Records shown: Begin

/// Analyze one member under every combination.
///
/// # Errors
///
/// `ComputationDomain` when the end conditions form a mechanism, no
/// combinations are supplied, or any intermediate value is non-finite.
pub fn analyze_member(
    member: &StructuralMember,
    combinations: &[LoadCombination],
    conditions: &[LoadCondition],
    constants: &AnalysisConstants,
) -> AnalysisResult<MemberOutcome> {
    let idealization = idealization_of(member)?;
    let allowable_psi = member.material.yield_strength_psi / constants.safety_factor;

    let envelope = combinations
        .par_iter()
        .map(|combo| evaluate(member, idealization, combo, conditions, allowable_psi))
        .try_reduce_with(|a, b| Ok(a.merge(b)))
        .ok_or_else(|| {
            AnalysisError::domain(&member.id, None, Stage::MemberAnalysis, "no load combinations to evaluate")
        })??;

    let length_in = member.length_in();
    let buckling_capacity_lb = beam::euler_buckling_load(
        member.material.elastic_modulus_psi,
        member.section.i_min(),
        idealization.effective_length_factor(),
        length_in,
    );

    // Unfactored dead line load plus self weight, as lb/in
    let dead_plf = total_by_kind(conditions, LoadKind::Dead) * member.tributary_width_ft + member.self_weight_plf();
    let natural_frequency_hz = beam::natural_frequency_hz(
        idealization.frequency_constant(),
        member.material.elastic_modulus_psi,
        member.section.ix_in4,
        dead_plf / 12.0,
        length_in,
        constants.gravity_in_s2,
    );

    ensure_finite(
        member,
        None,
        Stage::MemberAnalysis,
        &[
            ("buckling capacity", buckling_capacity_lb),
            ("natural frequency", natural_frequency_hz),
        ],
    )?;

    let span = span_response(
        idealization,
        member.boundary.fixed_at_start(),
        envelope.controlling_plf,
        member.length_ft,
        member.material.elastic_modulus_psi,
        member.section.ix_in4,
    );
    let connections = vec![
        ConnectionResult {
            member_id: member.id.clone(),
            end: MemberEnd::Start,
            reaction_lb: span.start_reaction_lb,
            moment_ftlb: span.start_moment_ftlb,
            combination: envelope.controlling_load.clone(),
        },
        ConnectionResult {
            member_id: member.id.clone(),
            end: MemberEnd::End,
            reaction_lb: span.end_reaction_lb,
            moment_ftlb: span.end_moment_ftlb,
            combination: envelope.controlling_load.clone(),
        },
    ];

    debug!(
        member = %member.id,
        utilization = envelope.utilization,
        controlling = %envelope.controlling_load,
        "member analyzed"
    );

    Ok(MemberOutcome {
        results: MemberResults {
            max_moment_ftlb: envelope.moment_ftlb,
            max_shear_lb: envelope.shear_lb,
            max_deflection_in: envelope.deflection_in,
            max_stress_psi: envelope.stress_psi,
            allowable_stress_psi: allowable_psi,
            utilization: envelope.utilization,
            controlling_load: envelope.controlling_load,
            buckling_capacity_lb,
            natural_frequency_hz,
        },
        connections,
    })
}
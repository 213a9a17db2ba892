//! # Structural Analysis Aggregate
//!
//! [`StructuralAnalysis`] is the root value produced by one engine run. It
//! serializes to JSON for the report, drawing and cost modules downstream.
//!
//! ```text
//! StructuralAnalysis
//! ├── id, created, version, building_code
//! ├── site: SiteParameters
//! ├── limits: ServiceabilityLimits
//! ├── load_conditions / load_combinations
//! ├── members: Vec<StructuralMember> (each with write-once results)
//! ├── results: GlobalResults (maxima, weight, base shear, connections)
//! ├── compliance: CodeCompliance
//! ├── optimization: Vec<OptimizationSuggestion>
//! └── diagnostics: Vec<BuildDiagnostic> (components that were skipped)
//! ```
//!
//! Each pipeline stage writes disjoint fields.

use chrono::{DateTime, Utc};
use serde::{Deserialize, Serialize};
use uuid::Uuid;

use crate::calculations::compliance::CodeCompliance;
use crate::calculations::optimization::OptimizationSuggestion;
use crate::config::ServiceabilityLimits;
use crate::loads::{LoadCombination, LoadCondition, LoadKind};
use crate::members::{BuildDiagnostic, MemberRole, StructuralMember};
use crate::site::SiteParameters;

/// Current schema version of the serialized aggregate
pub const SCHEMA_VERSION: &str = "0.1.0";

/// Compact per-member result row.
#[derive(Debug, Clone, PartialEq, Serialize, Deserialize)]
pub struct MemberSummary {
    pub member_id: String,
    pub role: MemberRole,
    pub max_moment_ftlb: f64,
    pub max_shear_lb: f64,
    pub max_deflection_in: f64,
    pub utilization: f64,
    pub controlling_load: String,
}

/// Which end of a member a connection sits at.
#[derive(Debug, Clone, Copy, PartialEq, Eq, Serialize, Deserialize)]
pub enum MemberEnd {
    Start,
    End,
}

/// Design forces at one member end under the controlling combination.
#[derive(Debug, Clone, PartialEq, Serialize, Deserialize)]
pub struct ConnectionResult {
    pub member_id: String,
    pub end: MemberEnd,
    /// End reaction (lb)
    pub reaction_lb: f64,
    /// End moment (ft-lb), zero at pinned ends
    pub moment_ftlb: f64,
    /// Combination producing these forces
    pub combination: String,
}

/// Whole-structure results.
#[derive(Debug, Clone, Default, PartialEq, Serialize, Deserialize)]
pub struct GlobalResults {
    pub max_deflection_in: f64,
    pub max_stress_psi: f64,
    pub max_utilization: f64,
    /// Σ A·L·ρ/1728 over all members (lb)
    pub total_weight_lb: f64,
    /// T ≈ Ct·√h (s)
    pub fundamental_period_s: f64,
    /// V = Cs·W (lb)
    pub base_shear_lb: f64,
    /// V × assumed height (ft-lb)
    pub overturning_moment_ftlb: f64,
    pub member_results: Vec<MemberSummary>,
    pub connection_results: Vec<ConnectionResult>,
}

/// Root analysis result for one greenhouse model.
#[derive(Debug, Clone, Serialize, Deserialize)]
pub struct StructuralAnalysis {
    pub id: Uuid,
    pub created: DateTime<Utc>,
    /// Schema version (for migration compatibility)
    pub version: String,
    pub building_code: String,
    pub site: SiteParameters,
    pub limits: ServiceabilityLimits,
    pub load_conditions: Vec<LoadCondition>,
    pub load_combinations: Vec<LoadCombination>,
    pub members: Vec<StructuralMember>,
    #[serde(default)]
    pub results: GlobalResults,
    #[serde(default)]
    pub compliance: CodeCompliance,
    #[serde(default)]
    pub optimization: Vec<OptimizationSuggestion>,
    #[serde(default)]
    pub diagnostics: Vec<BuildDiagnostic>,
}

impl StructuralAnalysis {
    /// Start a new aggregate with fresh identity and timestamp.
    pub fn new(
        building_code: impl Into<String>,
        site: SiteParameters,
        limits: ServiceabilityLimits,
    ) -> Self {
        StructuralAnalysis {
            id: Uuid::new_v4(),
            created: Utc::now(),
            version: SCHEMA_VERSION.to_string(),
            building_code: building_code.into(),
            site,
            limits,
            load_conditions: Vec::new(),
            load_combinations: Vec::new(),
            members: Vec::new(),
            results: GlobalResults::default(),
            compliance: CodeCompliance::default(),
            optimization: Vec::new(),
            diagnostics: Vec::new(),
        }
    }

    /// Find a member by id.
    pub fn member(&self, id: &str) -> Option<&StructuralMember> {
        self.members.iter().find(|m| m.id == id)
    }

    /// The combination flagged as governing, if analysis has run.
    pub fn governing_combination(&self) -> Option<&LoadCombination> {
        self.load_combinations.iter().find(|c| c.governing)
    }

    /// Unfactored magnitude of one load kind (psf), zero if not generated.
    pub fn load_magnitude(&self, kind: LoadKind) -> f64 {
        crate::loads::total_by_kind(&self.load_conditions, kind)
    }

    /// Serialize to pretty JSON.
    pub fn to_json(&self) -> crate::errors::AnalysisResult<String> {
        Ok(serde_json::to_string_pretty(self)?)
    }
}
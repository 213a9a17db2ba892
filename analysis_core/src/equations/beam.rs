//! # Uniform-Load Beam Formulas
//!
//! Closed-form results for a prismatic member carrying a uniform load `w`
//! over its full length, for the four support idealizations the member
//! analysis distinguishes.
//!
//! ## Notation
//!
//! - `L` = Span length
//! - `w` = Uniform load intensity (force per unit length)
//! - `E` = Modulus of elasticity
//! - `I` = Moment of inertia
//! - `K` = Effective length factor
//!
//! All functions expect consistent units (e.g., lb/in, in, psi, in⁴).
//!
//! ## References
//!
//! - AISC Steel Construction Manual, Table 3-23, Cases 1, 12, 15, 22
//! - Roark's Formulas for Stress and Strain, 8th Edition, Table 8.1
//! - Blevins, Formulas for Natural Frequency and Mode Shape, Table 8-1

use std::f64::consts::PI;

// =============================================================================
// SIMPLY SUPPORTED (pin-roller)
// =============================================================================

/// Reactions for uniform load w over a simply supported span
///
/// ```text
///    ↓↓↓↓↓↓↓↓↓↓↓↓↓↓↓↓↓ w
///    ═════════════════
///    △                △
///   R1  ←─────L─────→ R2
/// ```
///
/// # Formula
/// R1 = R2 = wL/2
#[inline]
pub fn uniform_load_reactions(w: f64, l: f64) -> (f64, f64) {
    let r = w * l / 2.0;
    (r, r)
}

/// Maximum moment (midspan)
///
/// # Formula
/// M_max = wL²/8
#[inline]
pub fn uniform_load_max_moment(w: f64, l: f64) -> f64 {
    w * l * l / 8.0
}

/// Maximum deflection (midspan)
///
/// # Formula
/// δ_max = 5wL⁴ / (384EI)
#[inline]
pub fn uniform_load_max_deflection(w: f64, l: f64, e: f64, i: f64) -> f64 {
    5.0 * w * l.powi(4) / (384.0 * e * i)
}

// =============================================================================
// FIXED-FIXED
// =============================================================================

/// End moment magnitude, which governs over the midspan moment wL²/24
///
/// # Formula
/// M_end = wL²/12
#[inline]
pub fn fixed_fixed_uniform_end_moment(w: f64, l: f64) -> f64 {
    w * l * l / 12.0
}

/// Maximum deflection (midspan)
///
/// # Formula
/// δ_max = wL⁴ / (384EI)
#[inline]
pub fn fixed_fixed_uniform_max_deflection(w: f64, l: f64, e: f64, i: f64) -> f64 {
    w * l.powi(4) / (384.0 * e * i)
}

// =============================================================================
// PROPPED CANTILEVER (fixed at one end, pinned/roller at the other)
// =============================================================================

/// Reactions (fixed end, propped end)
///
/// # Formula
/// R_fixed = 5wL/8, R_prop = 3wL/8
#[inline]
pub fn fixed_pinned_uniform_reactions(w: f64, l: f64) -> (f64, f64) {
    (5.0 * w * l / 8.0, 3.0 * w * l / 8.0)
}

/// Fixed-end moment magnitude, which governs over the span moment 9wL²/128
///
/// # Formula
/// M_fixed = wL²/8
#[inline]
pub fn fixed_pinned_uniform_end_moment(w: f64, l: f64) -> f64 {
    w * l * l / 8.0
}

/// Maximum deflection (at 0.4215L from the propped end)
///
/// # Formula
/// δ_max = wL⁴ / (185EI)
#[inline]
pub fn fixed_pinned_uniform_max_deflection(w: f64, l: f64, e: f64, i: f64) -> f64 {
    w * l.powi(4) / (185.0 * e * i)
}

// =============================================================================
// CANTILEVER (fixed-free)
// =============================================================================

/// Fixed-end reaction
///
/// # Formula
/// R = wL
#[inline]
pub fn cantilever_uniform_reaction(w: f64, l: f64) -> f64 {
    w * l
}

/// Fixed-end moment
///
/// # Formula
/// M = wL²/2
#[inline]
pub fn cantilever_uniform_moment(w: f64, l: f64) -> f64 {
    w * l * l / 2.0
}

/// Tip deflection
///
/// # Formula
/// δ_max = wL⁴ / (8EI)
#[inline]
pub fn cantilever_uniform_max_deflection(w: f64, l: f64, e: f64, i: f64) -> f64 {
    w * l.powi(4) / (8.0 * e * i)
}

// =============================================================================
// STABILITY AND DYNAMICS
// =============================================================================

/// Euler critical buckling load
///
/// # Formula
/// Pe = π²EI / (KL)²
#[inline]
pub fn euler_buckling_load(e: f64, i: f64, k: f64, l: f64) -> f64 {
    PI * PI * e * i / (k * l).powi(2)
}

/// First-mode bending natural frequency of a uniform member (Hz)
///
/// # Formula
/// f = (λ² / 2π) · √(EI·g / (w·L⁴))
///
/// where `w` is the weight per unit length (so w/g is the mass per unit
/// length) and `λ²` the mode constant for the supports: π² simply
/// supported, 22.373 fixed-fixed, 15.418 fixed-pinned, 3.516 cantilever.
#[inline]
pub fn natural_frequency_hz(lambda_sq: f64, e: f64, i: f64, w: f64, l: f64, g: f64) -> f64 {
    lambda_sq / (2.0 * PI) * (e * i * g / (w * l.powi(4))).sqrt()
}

Records shown: End

- [What is being asked]: I'd like every line with the string "value" copied from the listing.

- [Answer to the exercise]:
/// combinations are supplied, or any intermediate value is non-finite.
//! [`StructuralAnalysis`] is the root value produced by one engine run. It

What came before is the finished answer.